A friend of mine is dating a guy who identifies as bisexual.

I am under the impression that bisexuals are not trustworthy. The reason being is that they can go the straight path, so there is always the danger that the bisexual will walk out on him when the going gets tough.

Thoughts and opinions?

by Anonymousreply 6304/02/2015

Bitch, you don't think gay men or women cheat on each other or just "walk out the door"?

I don't get the bi-phobic hypocrisy. My last GF of 10 years was a bitch to me and cheated on my with 2 or 3 girls before we broke up. IT SUCKED and HURT.

Why the fuck would it make any difference if that were with someone of the opposite sex?
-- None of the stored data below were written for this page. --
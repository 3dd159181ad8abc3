//! Graphical method for a two-variable linear program on a line segment.
//!
//! # Algorithm
//!
//! An [`EqualityConstraint`] `a·x1 + b·x2 = T` intersected with the
//! non-negative quadrant is a segment between two corner points:
//!
//! - `A = (0, T/b)` on the `x2` axis
//! - `B = (T/a, 0)` on the `x1` axis
//!
//! A linear objective restricted to a segment is monotone along it, so its
//! optimum is attained at an endpoint. The solver evaluates the bounds and
//! the objective at `A` and `B`, discards endpoints that violate any bound,
//! and keeps the better of what remains. Ties go to `A`.
//!
//! # Outcomes
//!
//! - [`Error::DegenerateConstraint`] — the equality line cannot be reduced to
//!   two finite, non-negative intercepts
//! - [`Status::Infeasible`] — neither endpoint satisfies every bound; the
//!   solution has no optimum and [`Solution::into_optimal`] returns
//!   [`Error::Infeasible`]
//!
//! Endpoint rejection is deliberately coarse: a bound may cut the segment
//! partway and leave a feasible interior that [`optimize`] does not report.
//! Use [`feasible_segment`] to clip the segment against the bounds.
//!
//! # Observer Events
//!
//! The solver emits one [`Event`] per endpoint, in listing order. Observers
//! can return [`Action::StopEarly`] to halt after the current endpoint, or
//! [`Action::AssumeInfeasible`] to exclude it from the optimum.
//!
//! # Plotting
//!
//! [`sample_curve`] produces evenly spaced rows of the equality line and each
//! bound's boundary line for a presentation layer to draw. It carries no
//! feasibility semantics.

mod action;
mod bounds;
mod config;
mod endpoints;
mod error;
mod evaluation;
mod event;
mod feasible;
mod search;
mod solution;

pub mod sample;


pub use action::Action;
pub use bounds::{BoundCheck, evaluate_bounds};
pub use config::{Config, ConfigError};
pub use endpoints::endpoints;
pub use error::Error;
pub use evaluation::Evaluation;
pub use event::Event;
pub use feasible::{Segment, feasible_segment};
pub use sample::{Sample, SampleCurve, Samples, sample_curve};
pub use solution::{Solution, Status};

use segment_lp_core::{Bound, EqualityConstraint, Goal, LinearExpr, Observer};

use search::search;

/// Finds the best feasible endpoint of the equality segment for `goal`.
///
/// The observer receives an [`Event`] for each endpoint.
/// See the [module docs](self) for details on observer actions.
///
/// # Errors
///
/// Returns [`Error::DegenerateConstraint`] if the equality line does not
/// reduce to a segment in the non-negative quadrant. Infeasibility is not an
/// error here; it is reported through [`Solution::status`].
pub fn optimize<Obs>(
    equality: &EqualityConstraint,
    bounds: &[Bound],
    objective: &LinearExpr,
    goal: Goal,
    config: &Config,
    observer: Obs,
) -> Result<Solution, Error>
where
    Obs: for<'a> Observer<Event<'a>, Action>,
{
    search(equality, bounds, objective, goal, config, observer)
}

/// Finds the best feasible endpoint without observer support.
///
/// This is a convenience wrapper around [`optimize`] that uses a no-op observer.
///
/// # Errors
///
/// Returns [`Error::DegenerateConstraint`] if the equality line does not
/// reduce to a segment in the non-negative quadrant.
pub fn optimize_unobserved(
    equality: &EqualityConstraint,
    bounds: &[Bound],
    objective: &LinearExpr,
    goal: Goal,
    config: &Config,
) -> Result<Solution, Error> {
    optimize(equality, bounds, objective, goal, config, ())
}

/// Finds the feasible endpoint with the lowest objective.
///
/// # Errors
///
/// Returns [`Error::DegenerateConstraint`] if the equality line does not
/// reduce to a segment in the non-negative quadrant.
pub fn minimize<Obs>(
    equality: &EqualityConstraint,
    bounds: &[Bound],
    objective: &LinearExpr,
    config: &Config,
    observer: Obs,
) -> Result<Solution, Error>
where
    Obs: for<'a> Observer<Event<'a>, Action>,
{
    optimize(equality, bounds, objective, Goal::Minimize, config, observer)
}

/// Finds the feasible endpoint with the highest objective.
///
/// # Errors
///
/// Returns [`Error::DegenerateConstraint`] if the equality line does not
/// reduce to a segment in the non-negative quadrant.
pub fn maximize<Obs>(
    equality: &EqualityConstraint,
    bounds: &[Bound],
    objective: &LinearExpr,
    config: &Config,
    observer: Obs,
) -> Result<Solution, Error>
where
    Obs: for<'a> Observer<Event<'a>, Action>,
{
    optimize(equality, bounds, objective, Goal::Maximize, config, observer)
}
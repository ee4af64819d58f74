//! In-memory decode and encode of raster images.
//!
//! Every image entering the compositor is normalized to RGBA8 here;
//! results leave as PNG bytes without touching the filesystem.

use image::codecs::png::PngEncoder;
use image::{ExtendedColorType, ImageEncoder, RgbaImage};

use super::ComposeError;

/// Decode image bytes and normalize to RGBA8.
///
/// Accepts any format the `image` crate can sniff; the upload page
/// restricts the picker to PNG but the decoder does not care.
pub fn decode_rgba(bytes: &[u8]) -> Result<RgbaImage, ComposeError> {
    let img = image::load_from_memory(bytes).map_err(ComposeError::Decode)?;
    Ok(img.to_rgba8())
}

/// Encode an RGBA image as PNG into a fresh buffer.
pub fn encode_png(img: &RgbaImage) -> Result<Vec<u8>, ComposeError> {
    let mut buf = Vec::new();
    let encoder = PngEncoder::new(&mut buf);
    encoder
        .write_image(
            img.as_raw(),
            img.width(),
            img.height(),
            ExtendedColorType::Rgba8,
        )
        .map_err(ComposeError::Encode)?;
    Ok(buf)
}

#[cfg(test)]
mod tests {
    use super::*;
    use image::{Rgb, RgbImage, Rgba};

    #[test]
    fn test_decode_garbage_fails() {
        let err = decode_rgba(b"definitely not an image").unwrap_err();
        assert!(matches!(err, ComposeError::Decode(_)));
    }

    #[test]
    fn test_decode_empty_fails() {
        let err = decode_rgba(&[]).unwrap_err();
        assert!(matches!(err, ComposeError::Decode(_)));
    }

    #[test]
    fn test_rgb_png_normalized_to_rgba() {
        // Encode a 3-channel PNG, decode it back: alpha must be opaque
        let rgb = RgbImage::from_pixel(4, 2, Rgb([10, 20, 30]));
        let mut buf = Vec::new();
        let encoder = PngEncoder::new(&mut buf);
        encoder
            .write_image(rgb.as_raw(), 4, 2, ExtendedColorType::Rgb8)
            .unwrap();

        let rgba = decode_rgba(&buf).unwrap();
        assert_eq!(rgba.dimensions(), (4, 2));
        assert_eq!(rgba.get_pixel(0, 0), &Rgba([10, 20, 30, 255]));
    }

    #[test]
    fn test_encode_decode_preserves_pixels() {
        let img = RgbaImage::from_pixel(3, 3, Rgba([200, 100, 50, 128]));
        let png = encode_png(&img).unwrap();
        let back = decode_rgba(&png).unwrap();
        assert_eq!(back, img);
    }
}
I guess people think if someone "goes straight" - which they don't— it is somehow a far greater burn because society ignores the ex-gay bf/gf. But real life just doesn't work that way.

by Anonymousreply 103/02/2013

[quote]Bitch, you don't think gay men or women cheat on each other or just "walk out the door"?

Fuck my keyboard. That should read,

[italic]...gay men or women cheat DON't Cheat on each other or just "walk out the door"?

[/italic]

by Anonymousreply 303/02/2013

[quote]Bisexual is code for "I'm gay but can't admit it to myself or others."

Unless, of course they're OUT to their friend, family and co-workers. Then they're just... bisexuals. It happens.

by Anonymousreply 403/02/2013

[quote] A friend of mine is dating a guy who identifies as gay. I am under the impression that gays are not trustworthy. Thoughts and opinions?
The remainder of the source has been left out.